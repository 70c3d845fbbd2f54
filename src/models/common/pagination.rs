use serde::{Deserialize, Serialize};
use ts_rs::TS;

// 分页查询参数
#[derive(Debug, Clone, Deserialize, TS)]
#[ts(export, export_to = "../frontend/src/types/generated/pagination.ts")]
pub struct PaginationQuery {
    #[serde(
        default = "default_page",
        deserialize_with = "deserialize_string_to_i64"
    )]
    pub page: i64,
    #[serde(
        default = "default_size",
        deserialize_with = "deserialize_string_to_i64"
    )]
    pub size: i64,
}

impl PaginationQuery {
    /// 页码，最小为 1
    pub fn page(&self) -> i64 {
        self.page.max(1)
    }

    /// 每页条数，限制在 [1, 100]
    pub fn size(&self) -> i64 {
        self.size.clamp(1, 100)
    }
}

// 分页响应信息
#[derive(Debug, Clone, Serialize, Deserialize, TS)]
#[ts(export, export_to = "../frontend/src/types/generated/pagination.ts")]
pub struct PaginationInfo {
    pub page: i64,
    pub page_size: i64,
    pub total: i64,
    pub total_pages: i64,
}

impl PaginationInfo {
    pub fn new(page: i64, page_size: i64, total: i64) -> Self {
        let total_pages = if page_size > 0 {
            (total + page_size - 1) / page_size
        } else {
            0
        };
        Self {
            page,
            page_size,
            total,
            total_pages,
        }
    }
}

// 自定义反序列化函数，支持字符串到i64的转换
fn deserialize_string_to_i64<'de, D>(deserializer: D) -> Result<i64, D::Error>
where
    D: serde::Deserializer<'de>,
{
    use serde::de::{Error, Unexpected, Visitor};
    use std::fmt;

    struct I64Visitor;

    impl<'de> Visitor<'de> for I64Visitor {
        type Value = i64;

        fn expecting(&self, formatter: &mut fmt::Formatter) -> fmt::Result {
            formatter.write_str("an integer or a string containing an integer")
        }

        fn visit_i64<E>(self, value: i64) -> Result<Self::Value, E>
        where
            E: Error,
        {
            Ok(value)
        }

        fn visit_u64<E>(self, value: u64) -> Result<Self::Value, E>
        where
            E: Error,
        {
            if value <= i64::MAX as u64 {
                Ok(value as i64)
            } else {
                Err(Error::invalid_value(Unexpected::Unsigned(value), &self))
            }
        }

        fn visit_str<E>(self, value: &str) -> Result<Self::Value, E>
        where
            E: Error,
        {
            value
                .parse()
                .map_err(|_| Error::invalid_value(Unexpected::Str(value), &self))
        }
    }

    deserializer.deserialize_any(I64Visitor)
}

fn default_page() -> i64 {
    1
}

fn default_size() -> i64 {
    10
}

impl Default for PaginationQuery {
    fn default() -> Self {
        Self { page: 1, size: 10 }
    }
}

________

Task to carry out: Transcribe all of the data above, character for character.

Response:
repository 70c3d845fbbd2f54
filename src/models/common/pagination.rs
use serde::{Deserialize, Serialize};
use ts_rs::TS;

// 分页查询参数
#[derive(Debug, Clone, Deserialize, TS)]
#[ts(export, export_to = "../frontend/src/types/generated/pagination.ts")]
pub struct PaginationQuery {
    #[serde(
        default = "default_page",
        deserialize_with = "deserialize_string_to_i64"
    )]
    pub page: i64,
    #[serde(
        default = "default_size",
        deserialize_with = "deserialize_string_to_i64"
    )]
    pub size: i64,
}

impl PaginationQuery {
    /// 页码，最小为 1
    pub fn page(&self) -> i64 {
        self.page.max(1)
    }

    /// 每页条数，限制在 [1, 100]
    pub fn size(&self) -> i64 {
        self.size.clamp(1, 100)
    }
}

// 分页响应信息
#[derive(Debug, Clone, Serialize, Deserialize, TS)]
#[ts(export, export_to = "../frontend/src/types/generated/pagination.ts")]
pub struct PaginationInfo {
    pub page: i64,
    pub page_size: i64,
    pub total: i64,
    pub total_pages: i64,
}

impl PaginationInfo {
    pub fn new(page: i64, page_size: i64, total: i64) -> Self {
        let total_pages = if page_size > 0 {
            (total + page_size - 1) / page_size
        } else {
            0
        };
        Self {
            page,
            page_size,
            total,
            total_pages,
        }
    }
}

// 自定义反序列化函数，支持字符串到i64的转换
fn deserialize_string_to_i64<'de, D>(deserializer: D) -> Result<i64, D::Error>
where
    D: serde::Deserializer<'de>,
{
    use serde::de::{Error, Unexpected, Visitor};
    use std::fmt;

    struct I64Visitor;

    impl<'de> Visitor<'de> for I64Visitor {
        type Value = i64;

        fn expecting(&self, formatter: &mut fmt::Formatter) -> fmt::Result {
            formatter.write_str("an integer or a string containing an integer")
        }

        fn visit_i64<E>(self, value: i64) -> Result<Self::Value, E>
        where
            E: Error,
        {
            Ok(value)
        }

        fn visit_u64<E>(self, value: u64) -> Result<Self::Value, E>
        where
            E: Error,
        {
            if value <= i64::MAX as u64 {
                Ok(value as i64)
            } else {
                Err(Error::invalid_value(Unexpected::Unsigned(value), &self))
            }
        }

        fn visit_str<E>(self, value: &str) -> Result<Self::Value, E>
        where
            E: Error,
        {
            value
                .parse()
                .map_err(|_| Error::invalid_value(Unexpected::Str(value), &self))
        }
    }

    deserializer.deserialize_any(I64Visitor)
}

fn default_page() -> i64 {
    1
}

fn default_size() -> i64 {
    10
}

impl Default for PaginationQuery {
    fn default() -> Self {
        Self { page: 1, size: 10 }
    }
}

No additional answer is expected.